As noted earlier by our Party, this process of reforms in China has its attendant problems.  The Chinese leaders and the Chinese journals candidly discuss these problems and the ways of resolving them.  During the course of our discussions with the Chinese leaders, they pointed out four problem areas that are continuously being combated. 

First, though corruption has been brought under some degree of check with exemplary death sentences awarded to top leaders, who were caught on this score, the problem has not been completely eliminated.

Secondly, unemployment resulting from the restructuring of the public sector enterprises is not completely solved. The retraining and redeployment of such workers is being undertaken in a big scale but problems remain. 

Thirdly, social inequalities continue to remain with some people growing rich much faster than the rest.  Special measures to narrow the gap, they say, have been initiated (like those earning less paying lower house rent, health charges, scholarship for higher education etc).

Fourthly, regional inequalities, though reducing, still pose a problem that needs to be resolved.   Backward regions and regions with difficult physical terrain are being focused upon. The more prosperous regions and some public sector enterprises have been given the specific responsibility of specific regions with time-bound targets.  This, they say, has helped in reducing such disparities, but more needs to be done.

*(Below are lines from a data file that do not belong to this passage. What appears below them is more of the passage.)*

//! Search result scoring — confidence heuristics and profit estimates
//!
//! Confidence starts as field completeness (how much of the listing the
//! marketplace actually returned, in [0,1]) and is then nudged upward by
//! cross-item signals from the whole result batch, capped at 1.0.

use crate::api::Listing;
use rust_decimal::prelude::ToPrimitive;
use rust_decimal::Decimal;
use rust_decimal_macros::dec;

/// Number of fields a fully-populated listing carries
const EXPECTED_FIELDS: usize = 7;

/// Sanity range for a plausible listing price, in listing currency
const PRICE_SANE_MIN: Decimal = dec!(1);
const PRICE_SANE_MAX: Decimal = dec!(10000);

/// Fixed resale fee model used for the naive profit estimate
#[derive(Debug, Clone)]
pub struct FeeModel {
    /// Marketplace final-value fee on the sale price
    pub platform_fee_rate: Decimal,
    /// Payment processor percentage fee
    pub payment_fee_rate: Decimal,
    /// Payment processor flat fee per transaction
    pub payment_fee_flat: Decimal,
    /// Flat shipping estimate
    pub shipping_estimate: Decimal,
    /// Assumed sourcing cost as a fraction of the listed price
    /// (midpoint of the 30-50% range)
    pub assumed_purchase_ratio: Decimal,
}

impl Default for FeeModel {
    fn default() -> Self {
        Self {
            platform_fee_rate: dec!(0.10),
            payment_fee_rate: dec!(0.029),
            payment_fee_flat: dec!(0.30),
            shipping_estimate: dec!(8.50),
            assumed_purchase_ratio: dec!(0.40),
        }
    }
}

/// Completeness score over the expected listing fields, always in [0,1].
/// Price only counts when it parses and falls in a sane range alongside a
/// currency code.
pub fn base_confidence(listing: &Listing) -> f64 {
    let mut present = 0usize;

    if !listing.title.is_empty() {
        present += 1;
    }
    if !listing.listing_id.is_empty() {
        present += 1;
    }
    if !listing.item_url.is_empty() {
        present += 1;
    }
    if !listing.image_url.is_empty() {
        present += 1;
    }
    if !listing.currency.is_empty() {
        if let Some(price) = listing.price_decimal() {
            if price >= PRICE_SANE_MIN && price <= PRICE_SANE_MAX {
                present += 1;
            }
        }
    }
    if !listing.location.is_empty() {
        present += 1;
    }
    if !listing.condition.is_empty() {
        present += 1;
    }

    let score = present as f64 / EXPECTED_FIELDS as f64;
    score.clamp(0.0, 1.0)
}

/// Second pass over a whole result batch: adjust each confidence upward with
/// cross-item signals (sample size, price proximity to the batch average,
/// condition quality, US-location heuristic), capped at 1.0.
pub fn refine_confidence(listings: &mut [Listing]) {
    let priced: Vec<Decimal> = listings.iter().filter_map(|l| l.price_decimal()).collect();
    let avg_price = if priced.is_empty() {
        None
    } else {
        Some(priced.iter().copied().sum::<Decimal>() / Decimal::from(priced.len()))
    };

    let sample_bonus = match listings.len() {
        0..=4 => 0.0,
        5..=9 => 0.03,
        _ => 0.05,
    };

    for listing in listings.iter_mut() {
        let mut bonus = sample_bonus;

        if let (Some(price), Some(avg)) = (listing.price_decimal(), avg_price) {
            if !avg.is_zero() {
                let deviation = ((price - avg) / avg).abs().to_f64().unwrap_or(1.0);
                if deviation <= 0.15 {
                    bonus += 0.05;
                } else if deviation <= 0.30 {
                    bonus += 0.02;
                }
            }
        }

        let condition = listing.condition.to_lowercase();
        if matches!(condition.as_str(), "new" | "like new" | "new with tags") {
            bonus += 0.04;
        } else if matches!(condition.as_str(), "excellent" | "very good" | "good") {
            bonus += 0.02;
        }

        let location = listing.location.to_lowercase();
        if location.contains("united states") || location.contains("usa") {
            bonus += 0.03;
        }

        listing.confidence = (listing.confidence + bonus).min(1.0);
    }
}

/// Naive flip-profit estimate against the fee model: sale proceeds minus
/// platform fee, payment fee, shipping and the assumed sourcing cost.
pub fn estimate_profit(list_price: Decimal, model: &FeeModel) -> Decimal {
    let platform_fee = list_price * model.platform_fee_rate;
    let payment_fee = list_price * model.payment_fee_rate + model.payment_fee_flat;
    let purchase_cost = list_price * model.assumed_purchase_ratio;

    (list_price - platform_fee - payment_fee - model.shipping_estimate - purchase_cost)
        .round_dp(2)
}

#[cfg(test)]
mod tests {
    use super::*;

    fn full_listing() -> Listing {
        Listing {
            title: "iPhone 13 128GB Midnight".to_string(),
            listing_id: "v1|1234567890|0".to_string(),
            item_url: "https://www.ebay.com/itm/1234567890".to_string(),
            image_url: "https://i.ebayimg.com/images/g/abc/s-l225.jpg".to_string(),
            price: "429.99".to_string(),
            currency: "USD".to_string(),
            location: "Austin,TX,USA".to_string(),
            condition: "Used".to_string(),
            confidence: 0.0,
            estimated_profit: None,
        }
    }

    #[test]
    fn full_listing_scores_one() {
        assert_eq!(base_confidence(&full_listing()), 1.0);
    }

    #[test]
    fn empty_listing_scores_zero() {
        let empty = Listing {
            title: String::new(),
            listing_id: String::new(),
            item_url: String::new(),
            image_url: String::new(),
            price: String::new(),
            currency: String::new(),
            location: String::new(),
            condition: String::new(),
            confidence: 0.0,
            estimated_profit: None,
        };
        assert_eq!(base_confidence(&empty), 0.0);
    }

    #[test]
    fn confidence_stays_in_unit_interval() {
        // Knock fields out one at a time; the score must stay within [0,1]
        let mut listing = full_listing();
        listing.image_url.clear();
        listing.location.clear();
        let score = base_confidence(&listing);
        assert!((0.0..=1.0).contains(&score));
        assert!((score - 5.0 / 7.0).abs() < 1e-9);
    }

    #[test]
    fn insane_price_does_not_count() {
        let mut listing = full_listing();
        listing.price = "999999".to_string();
        assert!((base_confidence(&listing) - 6.0 / 7.0).abs() < 1e-9);

        listing.price = "not-a-number".to_string();
        assert!((base_confidence(&listing) - 6.0 / 7.0).abs() < 1e-9);
    }

    #[test]
    fn refinement_never_exceeds_one() {
        let mut batch: Vec<Listing> = (0..12).map(|_| full_listing()).collect();
        for l in &mut batch {
            l.confidence = base_confidence(l);
        }
        refine_confidence(&mut batch);
        for l in &batch {
            assert!(l.confidence <= 1.0);
            // Identical prices sit on the batch average, so every signal fires
            assert_eq!(l.confidence, 1.0);
        }
    }

    #[test]
    fn refinement_rewards_price_proximity() {
        let mut batch: Vec<Listing> = (0..5).map(|_| full_listing()).collect();
        batch[4].price = "600.00".to_string(); // off the batch average
        for l in &mut batch {
            l.confidence = 0.5;
        }
        refine_confidence(&mut batch);
        assert!(batch[0].confidence > batch[4].confidence);
    }

    #[test]
    fn profit_estimate_matches_fee_model() {
        // 100 - 10 (platform) - 3.20 (payment) - 8.50 (shipping) - 40 (sourcing)
        let profit = estimate_profit(dec!(100), &FeeModel::default());
        assert_eq!(profit, dec!(38.30));
    }

    #[test]
    fn profit_estimate_can_go_negative() {
        let profit = estimate_profit(dec!(10), &FeeModel::default());
        assert!(profit < Decimal::ZERO);
    }
}
//! Repository implementations for database operations

pub mod alerts;
pub mod portfolio;
pub mod saved_items;
pub mod search_history;
pub mod settings;
pub mod trends;
pub mod users;

pub use alerts::*;
pub use portfolio::*;
pub use saved_items::*;
pub use search_history::*;
pub use settings::*;
pub use trends::*;
pub use users::*;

On the whole, the Chinese leadership appeared satisfied with the overall economic performance while tackling certain adverse developments.  Agriculture, however, continues to remain an area of concern when the demand for food articles is on the rise and the cultivable land available is on the decline due to rapid industrialisation even in rural areas. This is attested by the fact that between 1990 and 2001, the number of rural households increased from 222.37 million to 244.32 million, the  number of rural labourers declined from 895.9 million to 482.3 million!  Much of this labour was absorbed in the agro industries set-up in a planned manner in the rural areas, called Township Village Enterprises (TVEs).  They are concentrating in the area of further increases in productivity on land.

In the final analysis, as argued by us in the Party Education Series: On Party Programme, (Refer "Experience of Socialism in the 20th Century, the Struggle for Socialism in the Future" by Sitaram Yechury) the contradiction between socialist China's attempts to use foreign capital and technology to strengthen socialism with Chinese characteristics and the foreign capital’s desire to undermine socialism in China will determine the direction and scope of future of Chinese economic development and socialist  construction. Many new flash points can emerge, like that of 1989 Tiananmen Square developments, in the unfolding of this contradiction. However, we, in the CPI(M), can only wish the Chinese people  under the leadership of the CPC, all success in their efforts to strengthen  socialism in China overcoming the connected problems.